The economy, or GDP, is basically the same. GDP is the gross domestic product of a country and is a measure of the output of that country. Let me explain.
Headlines read, ‘we are now technically in a recession’. What does that mean? A recession is defined as a period of economic downturn. Its exact definition is two consecutive quarters of negative downturn in GDP. So today we are actually in recession, not that that would be a surprise to anyone.
GDP is really a broad measure of a country’s output of goods and services. Data will be gathered on the UK’s personal consumption of goods, government expenditures and incomes received by the relevant sectors of an economy such as agriculture, banking, mining, and manufacturing to name a few.
It is simply an attempt to measure the income an economy is receiving over a set period of time i.e. its domestic product. The word ‘gross’ is used, as physical wear and tear on capital such as factory machines, office equipment etc are not taken into account.
Gross national product (GNP) is slightly different in that it measures overseas income which is also added back into GDP.
Is it any use? Well, it depends what you use it for. When we had our last quarter of growth (Jan- April), were we in a good economy that we should invest into? Hardly.
Like everything, information is what you make of it. The last quarter of 2008 showed the largest drop in any quarter since 1980. (1)
Is it any measure of what you should do, or is it simply a report that your stable is empty, and the dust in the distance is a horse. The latter is my view.
I don’t want to know about history, and GDP is simply a reflection of what has happened and where we are, as opposed to where we are going.
A large proportion of the UK’s GDP comes from banking and financial services (31%), 18.2% from public admin and teaching, and 13% from manufacturing.
Its easy to see what has happened in the banking sector and why the UK GDP has been battered. Add in a global downturn and manufacturing is troubled. But it’s all a reflection of where we are, the equivalent of driving by looking behind you or at your lap.
In the US for example, there is a belief that GDP is misleading in terms of our well being, and they have designed a genuine progress indicator (GPI).

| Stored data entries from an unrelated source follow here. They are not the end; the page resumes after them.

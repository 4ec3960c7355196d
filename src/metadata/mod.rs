use anyhow::{Context, Result};
use async_trait::async_trait;
use serde::{Deserialize, Serialize};
use serde_json::Value;
use std::process::Stdio;
use tokio::process::Command;

pub mod chapters;

use crate::resolver::VideoId;

/// Descriptive information about a video
#[derive(Debug, Clone, Default, PartialEq, Serialize, Deserialize)]
pub struct VideoMetadata {
    pub title: Option<String>,
    pub uploader: Option<String>,

    /// Upload date as reported upstream (`YYYYMMDD`)
    pub upload_date: Option<String>,

    /// Duration in seconds
    pub duration: Option<u64>,

    pub chapters: Vec<Chapter>,
}

/// A titled section of a video
#[derive(Debug, Clone, PartialEq, Serialize, Deserialize)]
pub struct Chapter {
    pub title: String,

    /// Start time in seconds
    pub start_time: u64,

    /// End time in seconds; absent for a final chapter without explicit end
    pub end_time: Option<u64>,

    /// Human-readable start time
    pub timestamp: String,
}

impl VideoMetadata {
    /// Build metadata from a yt-dlp info JSON document
    ///
    /// Chapters come from the `chapters` array, falling back to timestamps
    /// listed in the description.
    pub fn from_info_json(info: &Value) -> Self {
        let text = |key: &str| info.get(key).and_then(Value::as_str).map(str::to_string);

        let mut chapters = chapters::parse_chapters(info);
        if chapters.is_empty() {
            if let Some(description) = info.get("description").and_then(Value::as_str) {
                chapters = chapters::parse_chapters_from_description(description);
            }
        }

        Self {
            title: text("title"),
            uploader: text("uploader").or_else(|| text("channel")),
            upload_date: text("upload_date"),
            duration: info
                .get("duration")
                .and_then(Value::as_f64)
                .map(|d| d.max(0.0) as u64),
            chapters,
        }
    }
}

/// Source of video metadata
#[async_trait]
pub trait MetadataProvider: Send + Sync {
    async fn fetch(&self, id: &VideoId) -> Result<VideoMetadata>;
}

/// Metadata provider using yt-dlp
pub struct YtDlpMetadata {
    yt_dlp_path: String,
}

impl YtDlpMetadata {
    pub fn new(yt_dlp_path: impl Into<String>) -> Self {
        Self {
            yt_dlp_path: yt_dlp_path.into(),
        }
    }

    /// Get video information using yt-dlp
    async fn get_video_info(&self, url: &str) -> Result<Value> {
        tracing::debug!("Extracting video info for: {}", url);

        let output = Command::new(&self.yt_dlp_path)
            .args(["--dump-json", "--skip-download", "--no-playlist", url])
            .stdout(Stdio::piped())
            .stderr(Stdio::piped())
            .output()
            .await
            .with_context(|| format!("Failed to run {}", self.yt_dlp_path))?;

        if !output.status.success() {
            let error = String::from_utf8_lossy(&output.stderr);
            anyhow::bail!("yt-dlp failed: {}", error.trim());
        }

        let json_str = String::from_utf8(output.stdout)?;
        let info: Value = serde_json::from_str(&json_str).context("yt-dlp returned invalid JSON")?;

        Ok(info)
    }
}

impl Default for YtDlpMetadata {
    fn default() -> Self {
        Self::new("yt-dlp")
    }
}

#[async_trait]
impl MetadataProvider for YtDlpMetadata {
    async fn fetch(&self, id: &VideoId) -> Result<VideoMetadata> {
        let info = self.get_video_info(&id.watch_url()).await?;
        Ok(VideoMetadata::from_info_json(&info))
    }
}
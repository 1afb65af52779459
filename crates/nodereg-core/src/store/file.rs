// # File List Store
//
// File-based implementation of ListStore: one JSON-array file per key under
// a root directory.
//
// ## Layout
//
// The key is the file's path relative to the root, so `seeds/testnet.json`
// lives at `<root>/seeds/testnet.json` and contains:
//
// ```json
// ["203.0.113.7", "198.51.100.4"]
// ```
//
// This mirrors the published object format exactly, which makes the store
// useful both as a local deployment target and as a fixture for tests.
//
// ## Durability
//
// Writes go to a temporary file first and are renamed into place, so a crash
// mid-write never leaves a half-written list behind.

use std::path::{Component, Path, PathBuf};

use async_trait::async_trait;
use tokio::fs;
use tokio::io::AsyncWriteExt;

use crate::Error;
use crate::traits::list_store::{ListKey, ListStore, ListStoreFactory};
use crate::traits::node_query::{AddressSet, NodeAddr};

/// File-based list store
///
/// # Example
///
/// ```rust,no_run
/// use nodereg_core::store::FileListStore;
/// use nodereg_core::traits::{ListStore, ListKey, NodeAddr, AddressSet};
///
/// #[tokio::main]
/// async fn main() -> Result<(), Box<dyn std::error::Error>> {
///     let store = FileListStore::new("/var/lib/nodereg").await?;
///     let key = ListKey::new("seeds/testnet.json");
///
///     let addrs: AddressSet = [NodeAddr::new("1.2.3.4")].into_iter().collect();
///     store.write(&key, &addrs).await?;
///     Ok(())
/// }
/// ```
#[derive(Debug)]
pub struct FileListStore {
    root: PathBuf,
}

impl FileListStore {
    /// Create a file store rooted at `root`, creating the directory if needed
    pub async fn new<P: AsRef<Path>>(root: P) -> Result<Self, Error> {
        let root = root.as_ref().to_path_buf();

        fs::create_dir_all(&root).await.map_err(|e| {
            Error::config(format!(
                "failed to create store root {}: {}",
                root.display(),
                e
            ))
        })?;

        Ok(Self { root })
    }

    /// Resolve a key to its file path, rejecting path traversal
    fn key_path(&self, key: &ListKey) -> Result<PathBuf, Error> {
        let relative = Path::new(key.as_str());
        let traversal = relative
            .components()
            .any(|c| !matches!(c, Component::Normal(_)));
        if traversal || key.as_str().is_empty() {
            return Err(Error::list_store(format!("invalid list key: {:?}", key.as_str())));
        }
        Ok(self.root.join(relative))
    }

    /// Recursively collect every file under the root as a key
    async fn walk_keys(&self) -> Result<Vec<ListKey>, Error> {
        let mut keys = Vec::new();
        let mut pending = vec![self.root.clone()];

        while let Some(dir) = pending.pop() {
            let mut entries = match fs::read_dir(&dir).await {
                Ok(entries) => entries,
                // A root that does not exist yet holds no lists
                Err(e) if e.kind() == std::io::ErrorKind::NotFound => continue,
                Err(e) => {
                    return Err(Error::list_store(format!(
                        "failed to read {}: {}",
                        dir.display(),
                        e
                    )));
                }
            };

            while let Some(entry) = entries
                .next_entry()
                .await
                .map_err(|e| Error::list_store(format!("failed to read {}: {}", dir.display(), e)))?
            {
                let path = entry.path();
                let file_type = entry.file_type().await.map_err(|e| {
                    Error::list_store(format!("failed to stat {}: {}", path.display(), e))
                })?;

                if file_type.is_dir() {
                    pending.push(path);
                } else if let Ok(relative) = path.strip_prefix(&self.root) {
                    // Keys use '/' separators regardless of platform
                    let key = relative
                        .components()
                        .filter_map(|c| c.as_os_str().to_str())
                        .collect::<Vec<_>>()
                        .join("/");
                    keys.push(ListKey::new(key));
                }
            }
        }

        Ok(keys)
    }
}

#[async_trait]
impl ListStore for FileListStore {
    async fn list_keys(&self) -> Result<Vec<ListKey>, Error> {
        self.walk_keys().await
    }

    async fn read(&self, key: &ListKey) -> Result<AddressSet, Error> {
        let path = self.key_path(key)?;

        let content = match fs::read_to_string(&path).await {
            Ok(content) => content,
            // A missing list is an empty list, not an error
            Err(e) if e.kind() == std::io::ErrorKind::NotFound => return Ok(AddressSet::new()),
            Err(e) => {
                return Err(Error::list_store(format!(
                    "failed to read {}: {}",
                    path.display(),
                    e
                )));
            }
        };

        let addrs: Vec<NodeAddr> = serde_json::from_str(&content).map_err(|e| {
            Error::list_store(format!("failed to parse {}: {}", path.display(), e))
        })?;

        Ok(addrs.into_iter().collect())
    }

    async fn write(&self, key: &ListKey, addrs: &AddressSet) -> Result<(), Error> {
        let path = self.key_path(key)?;

        if let Some(parent) = path.parent() {
            fs::create_dir_all(parent).await.map_err(|e| {
                Error::list_store(format!(
                    "failed to create {}: {}",
                    parent.display(),
                    e
                ))
            })?;
        }

        let ordered: Vec<&NodeAddr> = addrs.iter().collect();
        let json = serde_json::to_string_pretty(&ordered)?;

        // Write to a temporary file first, then rename into place
        let mut temp_path = path.clone();
        temp_path.set_extension("tmp");
        {
            let mut file = fs::File::create(&temp_path).await.map_err(|e| {
                Error::list_store(format!(
                    "failed to create {}: {}",
                    temp_path.display(),
                    e
                ))
            })?;

            file.write_all(json.as_bytes()).await.map_err(|e| {
                Error::list_store(format!(
                    "failed to write {}: {}",
                    temp_path.display(),
                    e
                ))
            })?;

            file.flush().await.map_err(|e| {
                Error::list_store(format!(
                    "failed to flush {}: {}",
                    temp_path.display(),
                    e
                ))
            })?;
        }

        fs::rename(&temp_path, &path).await.map_err(|e| {
            Error::list_store(format!(
                "failed to rename {} to {}: {}",
                temp_path.display(),
                path.display(),
                e
            ))
        })?;

        tracing::trace!("list written to {}", path.display());
        Ok(())
    }

    fn store_name(&self) -> &'static str {
        "file"
    }
}

/// Factory for creating file list stores
pub struct FileListStoreFactory;

impl ListStoreFactory for FileListStoreFactory {
    fn create(
        &self,
        config: &crate::config::StoreConfig,
    ) -> Result<Box<dyn ListStore>, Error> {
        match config {
            crate::config::StoreConfig::File { root } => {
                let root = PathBuf::from(root);
                // Factory creation is synchronous; the root is created on
                // first write, and a missing root enumerates zero keys.
                Ok(Box::new(FileListStore { root }))
            }
            _ => Err(Error::config("invalid config for file store")),
        }
    }
}

#[cfg(test)]
mod tests {
    use super::*;
    use tempfile::tempdir;

    fn addrs(hosts: &[&str]) -> AddressSet {
        hosts.iter().map(|h| NodeAddr::new(*h)).collect()
    }

    #[tokio::test]
    async fn test_file_store_roundtrip() {
        let dir = tempdir().unwrap();
        let store = FileListStore::new(dir.path()).await.unwrap();
        let key = ListKey::new("seeds/testnet.json");

        // Missing key reads as empty
        assert!(store.read(&key).await.unwrap().is_empty());

        let list = addrs(&["203.0.113.7", "198.51.100.4"]);
        store.write(&key, &list).await.unwrap();
        assert_eq!(store.read(&key).await.unwrap(), list);

        // A fresh store instance sees the persisted list
        let store2 = FileListStore::new(dir.path()).await.unwrap();
        assert_eq!(store2.read(&key).await.unwrap(), list);
    }

    #[tokio::test]
    async fn test_file_store_persisted_format_is_json_array() {
        let dir = tempdir().unwrap();
        let store = FileListStore::new(dir.path()).await.unwrap();
        let key = ListKey::new("seeds/testnet.json");

        store.write(&key, &addrs(&["5.6.7.8", "1.2.3.4"])).await.unwrap();

        let raw = std::fs::read_to_string(dir.path().join("seeds/testnet.json")).unwrap();
        let parsed: Vec<String> = serde_json::from_str(&raw).unwrap();
        // Deterministic sorted order
        assert_eq!(parsed, vec!["1.2.3.4".to_string(), "5.6.7.8".to_string()]);
    }

    #[tokio::test]
    async fn test_file_store_lists_nested_keys() {
        let dir = tempdir().unwrap();
        let store = FileListStore::new(dir.path()).await.unwrap();

        store
            .write(&ListKey::new("seeds/a.json"), &addrs(&["1.2.3.4"]))
            .await
            .unwrap();
        store
            .write(&ListKey::new("other.json"), &addrs(&["5.6.7.8"]))
            .await
            .unwrap();

        let keys = store.list_keys().await.unwrap();
        assert_eq!(keys.len(), 2);
        assert!(keys.contains(&ListKey::new("seeds/a.json")));
        assert!(keys.contains(&ListKey::new("other.json")));
    }

    #[tokio::test]
    async fn test_factory_store_lists_no_keys_on_fresh_root() {
        let dir = tempdir().unwrap();
        let config = crate::config::StoreConfig::File {
            root: dir.path().join("never-created").to_string_lossy().into_owned(),
        };
        let store = FileListStoreFactory.create(&config).unwrap();

        // A root that has never been written to is an empty store,
        // not a failed cycle
        assert!(store.list_keys().await.unwrap().is_empty());
        assert!(
            store
                .read(&ListKey::new("seeds/testnet.json"))
                .await
                .unwrap()
                .is_empty()
        );
    }

    #[tokio::test]
    async fn test_file_store_rejects_traversal_keys() {
        let dir = tempdir().unwrap();
        let store = FileListStore::new(dir.path()).await.unwrap();

        let key = ListKey::new("../escape.json");
        assert!(store.read(&key).await.is_err());
        assert!(store.write(&key, &addrs(&["1.2.3.4"])).await.is_err());
    }

    #[tokio::test]
    async fn test_file_store_corrupt_file_is_an_error() {
        let dir = tempdir().unwrap();
        let store = FileListStore::new(dir.path()).await.unwrap();
        let key = ListKey::new("seeds/bad.json");

        std::fs::create_dir_all(dir.path().join("seeds")).unwrap();
        std::fs::write(dir.path().join("seeds/bad.json"), b"not json").unwrap();

        // Surfaced as a store error; the engine confines it to this key
        assert!(store.read(&key).await.is_err());
    }
}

This indicator looks at whether or not the output of services and goods is positively impacting the well being of a population. For example expenditure on criminal justice and pollution clean up are deducted from total increases in spending to assess if there is a net improvement or decline in social welfare.
Interestingly this graph parted company with GDP back in 1965 with GDP on a reasonably constant rise and GPI falling over that period.
GDP also ignores the drawbacks of living on foreign borrowing. So whilst we, as a nation, through our government borrow from abroad, this is not factored in.
Deciding where we are is a futile argument. Deciding where we are going is another.
There are simple measures to look at when making these choices. Do we value the noise of house price indices? They are as useful as a spade when you are trying to knit spaghetti. They all pointed to house prices rising at least a year after I had pointed out that completions in property had plummeted. For advice on your mortgage speak to an independent mortgage broker.
Consumer and global expenditure is key as it’s a sign of confidence and you can often see that in advance by walking round the shops – an investment of your time superior to reading about GDP, as you will be there long before the information.